• _DESCRIPTION OF THE TASK_: Tally the lines below that contain the word "Returns", then give the tally alone.

Collection entries

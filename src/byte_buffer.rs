//! Bounds-checked byte storage with little-endian scalar access.
//!
//! [`ByteBuffer`] is generic over its storage: readers wrap a borrowed
//! `&[u8]`, the builder owns a `Vec<u8>`. Nothing resizes implicitly; the
//! builder grows its storage through the explicit [`ByteBuffer::grow_front`]
//! reallocation step.

use log::debug;

use crate::scalar::{Scalar, SIZE_UOFFSET};
use crate::{Error, Result};

/// Raw byte storage with bounds-checked scalar reads and writes.
#[derive(Debug, Clone, Copy, PartialEq, Eq, Default)]
pub struct ByteBuffer<B> {
    data: B,
}

/// Prueft `offset + size <= len` ohne Ueberlauf.
#[inline(always)]
fn check_range(offset: usize, size: usize, len: usize) -> Result<()> {
    match offset.checked_add(size) {
        Some(end) if end <= len => Ok(()),
        _ => Err(Error::out_of_bounds(offset, size, len)),
    }
}

#[inline]
fn slice_in(data: &[u8], offset: usize, len: usize) -> Result<&[u8]> {
    check_range(offset, len, data.len())?;
    Ok(&data[offset..offset + len])
}

#[inline]
fn get_in<T: Scalar>(data: &[u8], offset: usize) -> Result<T> {
    Ok(T::from_le_slice(slice_in(data, offset, T::SIZE)?))
}

/// Length-prefixed string: `[len:4][bytes...]`. The NUL terminator is not
/// required for reading.
#[inline]
fn string_in(data: &[u8], offset: usize) -> Result<&[u8]> {
    let len = get_in::<u32>(data, offset)? as usize;
    slice_in(data, offset + SIZE_UOFFSET, len)
}

impl<B: AsRef<[u8]>> ByteBuffer<B> {
    /// Wraps existing storage.
    pub fn new(data: B) -> Self {
        Self { data }
    }

    /// Number of bytes in the buffer.
    #[inline]
    pub fn len(&self) -> usize {
        self.data.as_ref().len()
    }

    #[inline]
    pub fn is_empty(&self) -> bool {
        self.len() == 0
    }

    /// The whole buffer.
    #[inline]
    pub fn as_slice(&self) -> &[u8] {
        self.data.as_ref()
    }

    /// Reads a scalar at an absolute byte offset.
    ///
    /// Fails with [`Error::OutOfBounds`] if `offset + size(T)` exceeds the buffer.
    #[inline]
    pub fn get<T: Scalar>(&self, offset: usize) -> Result<T> {
        get_in(self.data.as_ref(), offset)
    }

    /// Returns `len` bytes starting at `offset`.
    #[inline]
    pub fn slice(&self, offset: usize, len: usize) -> Result<&[u8]> {
        slice_in(self.data.as_ref(), offset, len)
    }

    /// Reads a length-prefixed byte string (4-byte little-endian length).
    pub fn read_string(&self, offset: usize) -> Result<&[u8]> {
        string_in(self.data.as_ref(), offset)
    }
}

impl<'a> ByteBuffer<&'a [u8]> {
    /// The borrowed bytes with their original lifetime.
    #[inline]
    pub fn bytes(&self) -> &'a [u8] {
        self.data
    }

    /// Like [`ByteBuffer::slice`], but the result outlives `self`.
    #[inline]
    pub fn slice_ref(&self, offset: usize, len: usize) -> Result<&'a [u8]> {
        slice_in(self.data, offset, len)
    }

    /// Like [`ByteBuffer::read_string`], but the result outlives `self`.
    #[inline]
    pub fn string_ref(&self, offset: usize) -> Result<&'a [u8]> {
        string_in(self.data, offset)
    }
}

impl<B: AsRef<[u8]> + AsMut<[u8]>> ByteBuffer<B> {
    /// Writes a scalar at an absolute byte offset. Same bounds contract as [`ByteBuffer::get`].
    #[inline]
    pub fn set<T: Scalar>(&mut self, offset: usize, value: T) -> Result<()> {
        let data = self.data.as_mut();
        check_range(offset, T::SIZE, data.len())?;
        value.write_le(&mut data[offset..offset + T::SIZE]);
        Ok(())
    }

    /// Copies `bytes` to `offset`.
    pub fn set_bytes(&mut self, offset: usize, bytes: &[u8]) -> Result<()> {
        let data = self.data.as_mut();
        check_range(offset, bytes.len(), data.len())?;
        data[offset..offset + bytes.len()].copy_from_slice(bytes);
        Ok(())
    }

    /// Fills `len` bytes at `offset` with zeros.
    pub fn zero(&mut self, offset: usize, len: usize) -> Result<()> {
        let data = self.data.as_mut();
        check_range(offset, len, data.len())?;
        data[offset..offset + len].fill(0);
        Ok(())
    }
}

impl ByteBuffer<Vec<u8>> {
    /// Allocates a zero-filled buffer of `len` bytes.
    pub fn zeroed(len: usize) -> Self {
        Self { data: vec![0u8; len] }
    }

    /// Reallocates to `new_len` bytes, moving the current content to the tail.
    ///
    /// The freed space appears at the front, zero-filled. Fails with
    /// [`Error::BufferTooLarge`] if `new_len > max`. A `new_len` not larger
    /// than the current length is a no-op.
    pub fn grow_front(&mut self, new_len: usize, max: usize) -> Result<()> {
        let old_len = self.data.len();
        if new_len <= old_len {
            return Ok(());
        }
        if new_len > max {
            return Err(Error::BufferTooLarge { requested: new_len, max });
        }
        debug!("[tablebuf] buffer grow {old_len} -> {new_len} bytes");
        let mut grown = vec![0u8; new_len];
        grown[new_len - old_len..].copy_from_slice(&self.data);
        self.data = grown;
        Ok(())
    }

    /// Gibt den internen Vec zurueck.
    pub fn into_inner(self) -> Vec<u8> {
        self.data
    }
}

#[cfg(test)]
mod tests {
    use super::*;

    #[test]
    fn get_reads_little_endian() {
        let buf = ByteBuffer::new(&[0x03u8, 0x00, 0x00, 0x00, 0xFF][..]);
        assert_eq!(buf.get::<i32>(0).unwrap(), 3);
        assert_eq!(buf.get::<u8>(4).unwrap(), 0xFF);
        assert_eq!(buf.get::<i8>(4).unwrap(), -1);
    }

    #[test]
    fn get_past_end_is_out_of_bounds() {
        let buf = ByteBuffer::new(&[0u8; 6][..]);
        assert_eq!(
            buf.get::<u32>(3).unwrap_err(),
            Error::OutOfBounds { offset: 3, size: 4, len: 6 }
        );
        assert!(buf.get::<u16>(4).is_ok());
        assert!(buf.get::<u8>(6).is_err());
    }

    #[test]
    fn get_with_overflowing_offset_is_out_of_bounds() {
        let buf = ByteBuffer::new(&[0u8; 8][..]);
        assert!(matches!(buf.get::<u64>(usize::MAX - 2), Err(Error::OutOfBounds { .. })));
    }

    #[test]
    fn set_then_get() {
        let mut buf = ByteBuffer::zeroed(16);
        buf.set::<f64>(8, -1.5).unwrap();
        buf.set::<u16>(0, 0xBEEF).unwrap();
        assert_eq!(buf.get::<f64>(8).unwrap(), -1.5);
        assert_eq!(buf.as_slice()[..2].to_vec(), vec![0xEF, 0xBE]);
        assert!(buf.set::<u32>(14, 1).is_err());
    }

    #[test]
    fn read_string_with_terminator() {
        let raw = [3u8, 0, 0, 0, b'a', b'b', b'c', 0];
        let buf = ByteBuffer::new(&raw[..]);
        assert_eq!(buf.read_string(0).unwrap(), b"abc");
    }

    #[test]
    fn read_string_truncated() {
        let raw = [5u8, 0, 0, 0, b'a', b'b'];
        let buf = ByteBuffer::new(&raw[..]);
        assert!(matches!(buf.read_string(0), Err(Error::OutOfBounds { offset: 4, size: 5, len: 6 })));
        // Laengenpraefix selbst abgeschnitten
        assert!(matches!(buf.read_string(4), Err(Error::OutOfBounds { .. })));
    }

    #[test]
    fn borrowed_views_outlive_wrapper() {
        let raw = vec![2u8, 0, 0, 0, b'o', b'k'];
        let s: &[u8] = {
            let buf = ByteBuffer::new(raw.as_slice());
            buf.string_ref(0).unwrap()
        };
        assert_eq!(s, b"ok");
    }

    #[test]
    fn grow_front_moves_content_to_tail() {
        let mut buf = ByteBuffer::zeroed(4);
        buf.set::<u32>(0, 0xAABB_CCDD).unwrap();
        buf.grow_front(8, 1024).unwrap();
        assert_eq!(buf.len(), 8);
        assert_eq!(buf.get::<u32>(0).unwrap(), 0);
        assert_eq!(buf.get::<u32>(4).unwrap(), 0xAABB_CCDD);
    }

    #[test]
    fn grow_front_respects_maximum() {
        let mut buf = ByteBuffer::zeroed(4);
        assert_eq!(
            buf.grow_front(64, 32).unwrap_err(),
            Error::BufferTooLarge { requested: 64, max: 32 }
        );
        buf.grow_front(2, 32).unwrap();
        assert_eq!(buf.len(), 4);
    }
}
#![no_main]
use libfuzzer_sys::fuzz_target;
use tablebuf::Table;

fuzz_target!(|data: &[u8]| {
    if let Ok(table) = Table::open(data, 0) {
        let vtable = table.vtable();
        for slot in 0..vtable.num_fields().min(64) {
            let _ = table.get_field::<u64>(slot, 0);
            let _ = table.get_str(slot);
            let _ = table.get_vector::<u8>(slot);
            if let Ok(Some(nested)) = table.get_table(slot) {
                let _ = nested.get_field::<f64>(0, 0.0);
            }
            if let Ok(Some(strings)) = table.get_vector::<&str>(slot) {
                for s in strings.iter().take(64) {
                    let _ = s;
                }
            }
        }
    }
});
impl Board {
    pub fn new(config: BoardConfig, layout: LayoutState) -> Self {
        let layout = layout.with_spawn_step(config.spawn_step);
        Self {
            config,
            layout,
            stickers: HashMap::new(),
            order: Vec::new(),
            items: HashMap::new(),
            surface: ListSurface::new(),
            bus: EventBus::new(),
        }
    }

    pub fn config(&self) -> &BoardConfig {
        &self.config
    }

    pub fn layout(&self) -> &LayoutState {
        &self.layout
    }

    // ========================
    // Notifications
    // ========================

    /// Registers a document-level listener
    pub fn subscribe(&mut self, listener: impl FnMut(&BoardEvent) + Send + Sync + 'static) -> ListenerId {
        self.bus.subscribe(listener)
    }

    pub fn unsubscribe(&mut self, id: ListenerId) -> bool {
        self.bus.unsubscribe(id)
    }

    /// Delivers `event` raised inside sticker `origin`: the sticker reacts
    /// first (and may raise content-changed, delivered depth-first), then
    /// document-level listeners see the event.
    pub fn dispatch(&mut self, origin: StickerId, event: BoardEvent) {
        let follow_up = match &event {
            BoardEvent::ItemDeleted(item) => self.stickers.get_mut(&origin).map(|sticker| {
                sticker.on_item_deleted(item);
                BoardEvent::ContentChanged
            }),
            BoardEvent::ItemMoved(item) => {
                let visible = self.surface.visible_items(origin);
                self.stickers.get_mut(&origin).map(|sticker| {
                    sticker.on_item_moved(item, &visible);
                    BoardEvent::ContentChanged
                })
            }
            BoardEvent::ContentChanged => None,
        };
        if let Some(next) = follow_up {
            self.dispatch(origin, next);
        }
        self.bus.publish(&event);
    }

    fn publish_change(&mut self) {
        self.bus.publish(&BoardEvent::ContentChanged);
    }

    // ========================
    // Stickers
    // ========================

    /// Builds a sticker and mounts its item list without announcing it
    fn create_sticker(&mut self, draft: StickerDraft) -> StickerId {
        let id = self.layout.fresh_sticker_id();
        let (sticker, items) = Sticker::new(id, draft, &mut self.layout);
        self.surface.mount(id, sticker.items().iter().cloned());
        for item in items {
            self.items.insert(item.id(), item);
        }
        self.stickers.insert(sticker.id(), sticker);
        self.order.push(id);
        id
    }

    /// Creates a sticker and adds it to the live set
    pub fn add(&mut self, draft: StickerDraft) -> StickerId {
        let id = self.create_sticker(draft);
        log::info!("[BOARD] sticker {} added", id);
        self.publish_change();
        id
    }

    /// Deletes a sticker, its items and its item list
    pub fn remove(&mut self, id: StickerId) -> DomainResult<Sticker> {
        let sticker = self
            .stickers
            .remove(&id)
            .ok_or_else(|| DomainError::NotFound(format!("sticker {}", id)))?;
        self.order.retain(|other| *other != id);
        for node in self.surface.unmount(id) {
            if let Node::Item(item) = node {
                self.items.remove(&item);
            }
        }
        log::info!("[BOARD] sticker {} removed", id);
        self.publish_change();
        Ok(sticker)
    }

    /// Deletes every sticker. Returns how many there were.
    pub fn clear(&mut self) -> usize {
        let ids = self.order.clone();
        ids.into_iter().filter(|id| self.remove(*id).is_ok()).count()
    }

    pub fn sticker(&self, id: StickerId) -> Option<&Sticker> {
        self.stickers.get(&id)
    }

    pub fn sticker_ids(&self) -> &[StickerId] {
        &self.order
    }

    /// Live stickers in creation order
    pub fn stickers(&self) -> impl Iterator<Item = &Sticker> + '_ {
        self.order.iter().filter_map(|id| self.stickers.get(id))
    }

    pub fn len(&self) -> usize {
        self.stickers.len()
    }

    pub fn is_empty(&self) -> bool {
        self.stickers.is_empty()
    }

    /// Moves a sticker to the top of the stacking order
    pub fn raise(&mut self, id: StickerId) -> DomainResult<i32> {
        let sticker = self
            .stickers
            .get_mut(&id)
            .ok_or_else(|| DomainError::NotFound(format!("sticker {}", id)))?;
        Ok(sticker.raise(&mut self.layout))
    }

    /// Stores the final position of a sticker drag
    pub fn commit_position(&mut self, id: StickerId, position: Position) -> DomainResult<()> {
        let sticker = self
            .stickers
            .get_mut(&id)
            .ok_or_else(|| DomainError::NotFound(format!("sticker {}", id)))?;
        sticker.position = position;
        self.dispatch(id, BoardEvent::ContentChanged);
        Ok(())
    }

    // ========================
    // Items
    // ========================

    pub fn item(&self, id: &ItemId) -> Option<&StickerItem> {
        self.items.get(id)
    }

    /// Items of a sticker in display order
    pub fn items_of(&self, id: StickerId) -> Vec<&StickerItem> {
        self.stickers
            .get(&id)
            .map(|sticker| sticker.items().iter().filter_map(|item| self.items.get(item)).collect())
            .unwrap_or_default()
    }

    /// Sticker whose item list currently holds `item`
    pub fn owner_of(&self, item: &ItemId) -> Option<StickerId> {
        self.surface.parent_of(&Node::Item(item.clone()))
    }

    /// Appends a fresh item to a sticker
    pub fn add_item(&mut self, id: StickerId) -> DomainResult<ItemId> {
        if !self.stickers.contains_key(&id) {
            return Err(DomainError::NotFound(format!("sticker {}", id)));
        }
        let item = StickerItem::new(&mut self.layout, None, None);
        let item_id = item.id();
        self.items.insert(item_id.clone(), item);
        if let Some(sticker) = self.stickers.get_mut(&id) {
            sticker.push_item(item_id.clone());
        }
        self.surface.append(id, Node::Item(item_id.clone()));
        self.dispatch(id, BoardEvent::ContentChanged);
        Ok(item_id)
    }

    /// Announces the deletion to the owning sticker, then drops the item
    pub fn delete_item(&mut self, id: &ItemId) -> DomainResult<StickerItem> {
        let owner = self
            .owner_of(id)
            .ok_or_else(|| DomainError::NotFound(format!("item {}", id)))?;
        self.dispatch(owner, BoardEvent::ItemDeleted(id.clone()));
        self.surface.detach(&Node::Item(id.clone()));
        self.surface.show(id);
        self.items
            .remove(id)
            .ok_or_else(|| DomainError::Internal(format!("item {} had a node but no entity", id)))
    }

    /// Commits an edit-in-place session. Empty input keeps the previous
    /// text and announces nothing. Returns whether the value changed.
    pub fn commit_edit(&mut self, target: &EditTarget, input: &str) -> DomainResult<bool> {
        let (origin, accepted) = match target {
            EditTarget::Title(id) => {
                let sticker = self
                    .stickers
                    .get_mut(id)
                    .ok_or_else(|| DomainError::NotFound(format!("sticker {}", id)))?;
                (*id, accept_edit(&mut sticker.title, input))
            }
            EditTarget::Content(item_id) => {
                let owner = self
                    .owner_of(item_id)
                    .ok_or_else(|| DomainError::NotFound(format!("item {}", item_id)))?;
                let item = self
                    .items
                    .get_mut(item_id)
                    .ok_or_else(|| DomainError::NotFound(format!("item {}", item_id)))?;
                (owner, accept_edit(&mut item.content, input))
            }
        };
        if accepted {
            self.dispatch(origin, BoardEvent::ContentChanged);
        }
        Ok(accepted)
    }

    // ========================
    // Surface
    // ========================

    pub fn surface(&self) -> &ListSurface {
        &self.surface
    }

    pub(crate) fn surface_mut(&mut self) -> &mut ListSurface {
        &mut self.surface
    }

    // ========================
    // Persistence
    // ========================

    pub fn serialize(&self) -> Vec<StickerData> {
        self.stickers()
            .map(|sticker| sticker.serialize(&self.items))
            .collect()
    }

    /// Replaces the stored snapshot with the current board
    pub fn save<S: KeyValueStore>(&self, store: &mut S) -> DomainResult<usize> {
        let raw = persist::encode(&self.serialize())?;
        store.write(&self.config.storage_key, &raw)?;
        log::debug!("[STORE] saved {} sticker(s), {} bytes", self.len(), raw.len());
        Ok(self.len())
    }

    /// Restores stickers from the stored snapshot. `Ok(None)` means nothing
    /// was saved yet. A snapshot that fails to parse or validate leaves the
    /// board untouched.
    pub fn load<S: KeyValueStore>(&mut self, store: &S) -> DomainResult<Option<Vec<StickerId>>> {
        let Some(raw) = store.read(&self.config.storage_key)? else {
            return Ok(None);
        };
        let stickers = persist::decode(&raw)?;
        if let Some(clash) = stickers
            .iter()
            .flat_map(|sticker| sticker.items.iter())
            .find(|item| self.items.contains_key(&item.id))
        {
            return Err(DomainError::Conflict(format!("item id {} already on the board", clash.id)));
        }

        let ids: Vec<StickerId> = stickers
            .into_iter()
            .map(|data| self.create_sticker(StickerDraft::from(data)))
            .collect();
        log::info!("[STORE] restored {} sticker(s)", ids.len());
        Ok(Some(ids))
    }
}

• _COMPLETED TASK_: 3